In Vivo Delivery of RNAi by Reducible Interfering Nanoparticles (iNOPs)

Huricha Baigude †,, Jie Su , Joshua McCarroll , Tariq M Rana †,‡,§,*
PMCID: PMC3850243  PMID: 24319542

Abstract

graphic file with name ml-2013-001003_0004.jpg

RNA interference (RNAi) has considerable potential as a therapeutic strategy, but the development of efficient in vivo RNA delivery methods remains challenging. To this end, we designed and synthesized chemically modified interfering nanoparticles (iNOPs) composed of functionalized poly-l-lysine dendrimers modified with reducible spacers to facilitate release of small interfering RNAs (siRNAs) in vivo. We show that the novel siRNA–iNOP complexes mediate efficient gene-specific RNAi in cultured cells and in mice, where they display enhanced tissue-targeting capabilities. At a clinically feasible dose of 1 mg kg–1, apolipoprotein B (apoB) siRNA–iNOP complexes achieved ∼40–45% reduction of liver apoB mRNA and plasma apoB protein levels within 48 h of administration to mice, without apparent toxicity. Collectively, these findings demonstrate that siRNA delivery by the modified reducible iNOPs can provide a clinically significant and potentially tissue-specific new approach for RNAi therapy.

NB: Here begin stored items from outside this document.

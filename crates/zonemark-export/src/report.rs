//! Plain-text detection report

use std::fmt::Write;

use chrono::NaiveDateTime;

use crate::document::label_slot;
use zonemark_core::{dedupe_labels, Palette, Zone};

/// Human-readable report of a palette and the zones found with it
pub fn zone_report(zones: &[Zone], palette: &Palette, generated_at: NaiveDateTime) -> String {
    let pair_count = palette.pairs.len();
    let mut out = String::new();

    // writing to a String cannot fail
    let _ = writeln!(out, "ZONE DETECTION REPORT");
    let _ = writeln!(out, "=====================");
    let _ = writeln!(out);
    let _ = writeln!(out, "Date: {}", generated_at.format("%Y-%m-%d %H:%M:%S"));
    let _ = writeln!(out);
    let _ = writeln!(out, "COLOR PALETTE");
    let _ = writeln!(out, "-------------");
    let _ = writeln!(out, "- Data zones: {} (#{})", palette.zone_name, palette.zone_color);
    for (i, pair) in palette.pairs.iter().enumerate() {
        let _ = writeln!(
            out,
            "- Pair {}: {} (#{}) / {} (#{})",
            i + 1,
            pair.row_header_name,
            pair.row_header_color,
            pair.col_header_name,
            pair.col_header_color
        );
    }

    let total_cells: usize = zones.iter().map(|z| z.cell_count).sum();
    let consolidated: Vec<_> = zones.iter().map(|z| dedupe_labels(&z.labels)).collect();
    let total_labels: usize = consolidated.iter().map(Vec::len).sum();

    let _ = writeln!(out);
    let _ = writeln!(out, "SUMMARY");
    let _ = writeln!(out, "-------");
    let _ = writeln!(out, "Total zones: {}", zones.len());
    let _ = writeln!(out, "Total cells: {}", total_cells);
    let _ = writeln!(out, "Total labels: {}", total_labels);
    let _ = writeln!(out);
    let _ = writeln!(out, "ZONES");
    let _ = writeln!(out, "-----");

    for (zone, labels) in zones.iter().zip(&consolidated) {
        let b = &zone.bounds;
        let _ = writeln!(out);
        let _ = writeln!(out, "Zone {}:", zone.id);
        let _ = writeln!(
            out,
            "  Position: rows {}-{}, columns {}-{} ({})",
            b.min_row,
            b.max_row,
            b.min_col_letter(),
            b.max_col_letter(),
            b
        );
        let _ = writeln!(out, "  Cells: {}", zone.cell_count);

        if labels.is_empty() {
            let _ = writeln!(out, "  Labels: none");
            continue;
        }

        let _ = writeln!(out, "  Labels ({}):", labels.len());
        for label in labels {
            let _ = writeln!(
                out,
                "    - {} ({}, {}, distance {})",
                label.value,
                label_slot(label.pair_id, label.direction, pair_count),
                label.address(),
                label.distance
            );
        }
    }

    out
}

#[cfg(test)]
mod tests {
    use super::*;
    use chrono::NaiveDate;
    use zonemark_core::{Bounds, ColorKey, ColorPair};

    #[test]
    fn test_report_sections() {
        let palette = Palette::new(ColorKey::new(255, 0, 0), "Values")
            .with_pair(ColorPair::new(ColorKey::new(0, 255, 0), ColorKey::new(0, 0, 255)));
        let zones = vec![Zone::manual(1, Bounds::parse("C3:D4").unwrap())];
        let at = NaiveDate::from_ymd_opt(2024, 3, 1)
            .unwrap()
            .and_hms_opt(9, 30, 0)
            .unwrap();

        let report = zone_report(&zones, &palette, at);
        assert!(report.contains("Date: 2024-03-01 09:30:00"));
        assert!(report.contains("- Data zones: Values (#FF0000)"));
        assert!(report.contains("- Pair 1: Row header (#00FF00) / Column header (#0000FF)"));
        assert!(report.contains("Total cells: 4"));
        assert!(report.contains("Position: rows 3-4, columns C-D (C3:D4)"));
        assert!(report.contains("Labels: none"));
    }
}
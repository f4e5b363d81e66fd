//! Errors raised while reading a workbook

use thiserror::Error;

pub type XlsxResult<T> = std::result::Result<T, XlsxError>;

#[derive(Debug, Error)]
pub enum XlsxError {
    #[error("IO error: {0}")]
    Io(#[from] std::io::Error),

    #[error("ZIP error: {0}")]
    Zip(#[from] zip::result::ZipError),

    #[error("XML error: {0}")]
    Xml(#[from] quick_xml::Error),

    /// The archive is not a spreadsheet package
    #[error("Not an XLSX workbook: {0}")]
    InvalidFormat(String),

    /// A part the workbook or its relationships point at is absent
    #[error("Missing part '{0}'")]
    MissingPart(String),

    /// `s` attribute of a cell beyond the stylesheet's `cellXfs`
    #[error("Cell format {index} not defined ({available} in stylesheet)")]
    StyleIndex { index: u32, available: usize },

    /// `t="s"` cell pointing past the shared string table
    #[error("Shared string {0} not defined")]
    SharedString(usize),

    #[error("Parse error: {0}")]
    Parse(String),

    #[error(transparent)]
    Core(#[from] zonemark_core::Error),
}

Keywords: Nanoparticle, siRNA delivery, iNOP, reducible nanoparticles

Gene silencing by RNA interference (RNAi) is attracting increasing attention as a potential therapeutic strategy.13 During RNAi, small interfering RNA (siRNA) duplexes4,5 are introduced into the cell and assemble in the RNA-induced silencing complex (RISC),6 a multiprotein complex that cleaves the complementary targeted mRNA or blocks its translation. The sequence specificity of RNAi supports its potential to treat diseases caused by gene products that are inaccessible to traditional small molecule approaches and thus considered nondruggable. However, effective siRNA-based therapies require identification of target-specific siRNA sequences and development of efficient vehicles to deliver siRNA to the appropriate cells in vivo.7 Successful in vivo delivery of siRNA has recently been reported using cholesterol-functionalized siRNA and formation of stable nucleic acid–lipid siRNA particles (SNALPs).811 Moreover, polymeric nanoparticles for RNAi have been successfully administered to humans, providing encouragement for the development of RNAi-based therapies.1214

We previously reported the design and synthesis of interfering nanoparticles (iNOPs) as new siRNA delivery agents.15 iNOPs can be conveniently assembled by mixing siRNA with functionalized poly-l-lysine dendrimers without the need for complex liposomal formulation procedures16,17 or harsh covalent reaction conditions.18 One formulation, iNOP-7, has been successfully used to deliver apolipoprotein B (apoB)-specific siRNA in mice at therapeutically feasible and affordable doses, and to deliver NOX2-specific siRNA to local arteries for prevention of restenosis in an atherosclerotic rat model.191

Here, we describe a novel form of iNOP designed to increase the efficiency of in vivo siRNA delivery. We considered that reducible nanoparticles may have advantages over nonhydrolyzable materials by allowing siRNA to be released within the cellular environment.1921 To test this, we modified iNOP-7 by conjugating reducible spacers to the surface of the core lipid-functionalized poly-l-lysine dendrimer. We prepared a spacer (I) containing a disulfide bond (Scheme 1A) and coupled it to iNOP-7 to give the new reducible derivative, iNOP-7DS (Scheme 1B). Excess spacer I was included during the coupling reaction to ensure highly substituted dendrimers were obtained, which was confirmed by monitoring free amines in the product by Kaiser’s test (data not shown), as well as analysis by 1H nuclear magnetic resonance (NMR) and matrix-assisted laser desorption/ionization time-of-flight (MALDI-TOF MS). As shown in Figure 1A, signals from the deprotected spacer I (2.42, 2.79, and 2.95 ppm), the oleoyl group (0.75, 1.12, ∼1.75–1.85, and 5.21 ppm), and lysine residues (∼1.20–1.54, 2.85, and 4.06 ppm) were observed in the 1H NMR spectrum. iNOP-7DS showed a broad distribution in the MALDI-TOF mass spectrum (Figure 1B). Major peaks were seen at approximately m/z 9432.0, which corresponds to a molecule with a degree of substitution 23, and minor peaks were present at m/z 4730.9, corresponding to [M + 2H]. These analyses confirmed we had successfully synthesized the highly substituted iNOP derivative.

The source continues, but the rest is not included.